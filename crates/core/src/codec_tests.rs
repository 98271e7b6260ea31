// SPDX-License-Identifier: BUSL-1.1
// Copyright (c) 2026 Alfred Jean LLC

use super::*;
use crate::opts::{BackoffConfig, BackoffOpts, JobOpts, ParentRef, RemovePolicy};
use crate::test_support::strategies;
use proptest::prelude::*;

#[test]
fn opts_round_trip() {
    let opts = JobOpts::default()
        .attempts(3)
        .delay(250)
        .priority(2)
        .backoff(BackoffConfig::Opts(BackoffOpts::Exponential {
            delay: 1000,
            jitter: Some(0.25),
            max_delay: Some(60_000),
        }))
        .parent(ParentRef { id: "41".into(), queue: "parents".into() })
        .remove_on_complete(RemovePolicy::Count(100));

    let bytes = encode(&opts).unwrap();
    let decoded: JobOpts = decode(&bytes).unwrap();
    assert_eq!(decoded, opts);
}

#[test]
fn encoding_is_deterministic() {
    let opts = JobOpts::default().attempts(5).deduplication_id("abc");
    assert_eq!(encode(&opts).unwrap(), encode(&opts).unwrap());
}

#[test]
fn garbage_fails_to_decode() {
    let result: Result<JobOpts, _> = decode(&[0xc1, 0xff, 0x00]);
    assert!(result.is_err());
}

proptest! {
    #[test]
    fn encode_decode_identity(opts in strategies::job_opts()) {
        let bytes = encode(&opts).unwrap();
        let decoded: JobOpts = decode(&bytes).unwrap();
        prop_assert_eq!(decoded, opts);
    }
}
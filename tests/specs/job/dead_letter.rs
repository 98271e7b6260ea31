// SPDX-License-Identifier: BUSL-1.1
// Copyright (c) 2026 Alfred Jean LLC

//! Dead-letter routing and replay specs.

use crate::prelude::*;
use grist_worker::DeadLetterOptions;

/// Exhausted retries route to the DLQ with provenance; the failed set
/// stays empty.
#[tokio::test]
async fn exhausted_retries_route_to_dlq() {
    if !redis_ready() {
        return;
    }
    let prefix = test_prefix();
    let queue = Queue::connect(
        "orders",
        queue_options(&prefix).dead_letter_queue("orders-dlq"),
    )
    .await
    .unwrap();
    let options = worker_options(&prefix)
        .dead_letter_queue(DeadLetterOptions { queue_name: "orders-dlq".into() });
    let worker = Worker::start(
        "orders",
        failing_processor("Connection refused"),
        options,
    )
    .await
    .unwrap();

    let opts = JobOpts::default().attempts(3).backoff(BackoffConfig::Millis(10));
    let job_id = queue.add("t", json!({"orderId": 123}), opts).await.unwrap();

    let dead = poll_until(Duration::from_secs(15), || async {
        let jobs = queue.get_dead_letter_jobs(0, -1).await.unwrap();
        jobs.into_iter().next()
    })
    .await;

    let meta = dead.dlq_meta().expect("dead letter carries _dlqMeta");
    assert_eq!(meta.source_queue, "orders");
    assert_eq!(meta.original_job_id, job_id);
    assert_eq!(meta.failed_reason, "Connection refused");
    assert_eq!(meta.attempts_made, 3);
    assert_eq!(meta.stacktrace.len(), 3);
    assert_eq!(dead.data["orderId"], 123);

    // the source queue keeps no failed residue
    let counts = queue.get_counts(&[JobState::Failed]).await.unwrap();
    assert_eq!(counts[&JobState::Failed], 0);
    assert_eq!(queue.get_dead_letter_count().await.unwrap(), 1);

    worker.close().await;
    queue.pause().await.unwrap();
    queue.obliterate(Default::default()).await.unwrap();
}

/// An unrecoverable error takes a single attempt regardless of the
/// configured budget.
#[tokio::test]
async fn unrecoverable_error_skips_retries() {
    if !redis_ready() {
        return;
    }
    let prefix = test_prefix();
    let queue = Queue::connect(
        "imports",
        queue_options(&prefix).dead_letter_queue("imports-dlq"),
    )
    .await
    .unwrap();
    let processor: Processor = Arc::new(|_job, _ctx| {
        Box::pin(async { Err(ProcessError::unrecoverable("bad")) })
    });
    let options = worker_options(&prefix)
        .dead_letter_queue(DeadLetterOptions { queue_name: "imports-dlq".into() });
    let worker = Worker::start("imports", processor, options).await.unwrap();

    queue.add("e", json!({}), JobOpts::default().attempts(5)).await.unwrap();

    let dead = poll_until(Duration::from_secs(10), || async {
        let jobs = queue.get_dead_letter_jobs(0, -1).await.unwrap();
        jobs.into_iter().next()
    })
    .await;

    let meta = dead.dlq_meta().unwrap();
    assert_eq!(meta.attempts_made, 1);
    assert_eq!(meta.failed_reason, "bad");

    worker.close().await;
    queue.pause().await.unwrap();
    queue.obliterate(Default::default()).await.unwrap();
}

/// Replay restores the original payload with a fresh attempt budget and
/// shrinks the DLQ by exactly the replayed count.
#[tokio::test]
async fn replay_restores_the_original_job() {
    if !redis_ready() {
        return;
    }
    let prefix = test_prefix();
    let queue = Queue::connect(
        "syncs",
        queue_options(&prefix).dead_letter_queue("syncs-dlq"),
    )
    .await
    .unwrap();
    let options = worker_options(&prefix)
        .dead_letter_queue(DeadLetterOptions { queue_name: "syncs-dlq".into() });
    let worker =
        Worker::start("syncs", failing_processor("boom"), options).await.unwrap();

    queue.add("s", json!({"n": 7}), JobOpts::default()).await.unwrap();
    let dead = poll_until(Duration::from_secs(10), || async {
        queue.get_dead_letter_jobs(0, -1).await.unwrap().into_iter().next()
    })
    .await;
    // stop the worker so the replayed job stays put
    worker.close().await;

    let new_id = queue.replay_dead_letter(&dead.id).await.unwrap();
    assert_eq!(queue.get_dead_letter_count().await.unwrap(), 0);

    let replayed = queue.get_job(&new_id).await.unwrap().unwrap();
    assert_eq!(replayed.data, json!({"n": 7}));
    assert_eq!(replayed.attempts_made, 0);
    assert!(replayed.dlq_meta().is_none());

    queue.pause().await.unwrap();
    queue.obliterate(Default::default()).await.unwrap();
}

::::::::::

**Prompt:** The required answer is each line of the data in which the word "budget" appears.

**Problem solution:**
/// configured budget.
/// Replay restores the original payload with a fresh attempt budget and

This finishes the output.